[SOURCE DATA — start]

use std::collections::BTreeMap;
use std::fmt;

use tether_version::VersionRange;

use crate::module::ModuleId;

/// A need a module declares against the rest of the registry.
#[derive(Debug, Clone, PartialEq, Eq)]
pub enum Requirement {
	/// An imported package, satisfied by a [`crate::Capability`].
	Package(PackageRequirement),
	/// A required module, satisfied by a whole [`crate::Module`].
	Module(ModuleRequirement),
}

impl Requirement {
	/// Name of the package or module being required.
	pub fn name(&self) -> &str {
		match self {
			Self::Package(p) => &p.name,
			Self::Module(m) => &m.name,
		}
	}

	pub fn range(&self) -> &VersionRange {
		match self {
			Self::Package(p) => &p.range,
			Self::Module(m) => &m.range,
		}
	}

	/// Returns true for `resolution:=optional` requirements.
	pub fn is_optional(&self) -> bool {
		match self {
			Self::Package(p) => p.optional,
			Self::Module(m) => m.optional,
		}
	}

	pub fn as_package(&self) -> Option<&PackageRequirement> {
		match self {
			Self::Package(p) => Some(p),
			Self::Module(_) => None,
		}
	}

	pub fn as_module(&self) -> Option<&ModuleRequirement> {
		match self {
			Self::Module(m) => Some(m),
			Self::Package(_) => None,
		}
	}
}

impl From<PackageRequirement> for Requirement {
	fn from(value: PackageRequirement) -> Self {
		Self::Package(value)
	}
}

impl From<ModuleRequirement> for Requirement {
	fn from(value: ModuleRequirement) -> Self {
		Self::Module(value)
	}
}

impl fmt::Display for Requirement {
	fn fmt(&self, f: &mut fmt::Formatter<'_>) -> fmt::Result {
		match self {
			Self::Package(p) => p.fmt(f),
			Self::Module(m) => m.fmt(f),
		}
	}
}

/// An imported package.
///
/// Every attribute listed here must equal the capability's value for the
/// same key. `module_name` and `module_version` further restrict which
/// module may provide the package.
#[derive(Debug, Clone, Default, PartialEq, Eq)]
pub struct PackageRequirement {
	pub name: String,
	pub range: VersionRange,
	pub attributes: BTreeMap<String, String>,
	pub module_name: Option<String>,
	pub module_version: Option<VersionRange>,
	pub optional: bool,
}

impl PackageRequirement {
	/// Imports `name` at any version.
	pub fn new(name: impl Into<String>) -> Self {
		Self {
			name: name.into(),
			..Self::default()
		}
	}

	pub fn with_range(mut self, range: VersionRange) -> Self {
		self.range = range;
		self
	}

	pub fn with_attribute(mut self, key: impl Into<String>, value: impl Into<String>) -> Self {
		self.attributes.insert(key.into(), value.into());
		self
	}

	/// Restricts the provider to modules with this name.
	pub fn from_module(mut self, name: impl Into<String>) -> Self {
		self.module_name = Some(name.into());
		self
	}

	/// Restricts the provider to modules whose version is in `range`.
	pub fn from_module_version(mut self, range: VersionRange) -> Self {
		self.module_version = Some(range);
		self
	}

	pub fn optional(mut self) -> Self {
		self.optional = true;
		self
	}
}

impl fmt::Display for PackageRequirement {
	fn fmt(&self, f: &mut fmt::Formatter<'_>) -> fmt::Result {
		write!(f, "import {};version=\"{}\"", self.name, self.range)?;
		for (k, v) in &self.attributes {
			write!(f, ";{k}=\"{v}\"")?;
		}
		if let Some(name) = &self.module_name {
			write!(f, ";module-name=\"{name}\"")?;
		}
		if let Some(range) = &self.module_version {
			write!(f, ";module-version=\"{range}\"")?;
		}
		if self.optional {
			f.write_str(";resolution:=optional")?;
		}
		Ok(())
	}
}

/// A direct dependency on another module by name.
#[derive(Debug, Clone, Default, PartialEq, Eq)]
pub struct ModuleRequirement {
	pub name: String,
	pub range: VersionRange,
	pub optional: bool,
}

impl ModuleRequirement {
	pub fn new(name: impl Into<String>) -> Self {
		Self {
			name: name.into(),
			..Self::default()
		}
	}

	pub fn with_range(mut self, range: VersionRange) -> Self {
		self.range = range;
		self
	}

	pub fn optional(mut self) -> Self {
		self.optional = true;
		self
	}
}

impl fmt::Display for ModuleRequirement {
	fn fmt(&self, f: &mut fmt::Formatter<'_>) -> fmt::Result {
		write!(f, "require {};version=\"{}\"", self.name, self.range)?;
		if self.optional {
			f.write_str(";resolution:=optional")?;
		}
		Ok(())
	}
}

/// Identity of one requirement: its owning module and declaration index.
#[derive(Debug, Clone, Copy, PartialEq, Eq, PartialOrd, Ord, Hash)]
pub struct RequirementId {
	pub module: ModuleId,
	pub index: usize,
}

impl fmt::Display for RequirementId {
	fn fmt(&self, f: &mut fmt::Formatter<'_>) -> fmt::Result {
		write!(f, "{}/req[{}]", self.module, self.index)
	}
}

[SOURCE DATA — finish]

* **TASK GOAL**
For the material above, how many lines contain the word "attributes"? Only the number should be given.

* **SOLVED PROBLEM**
3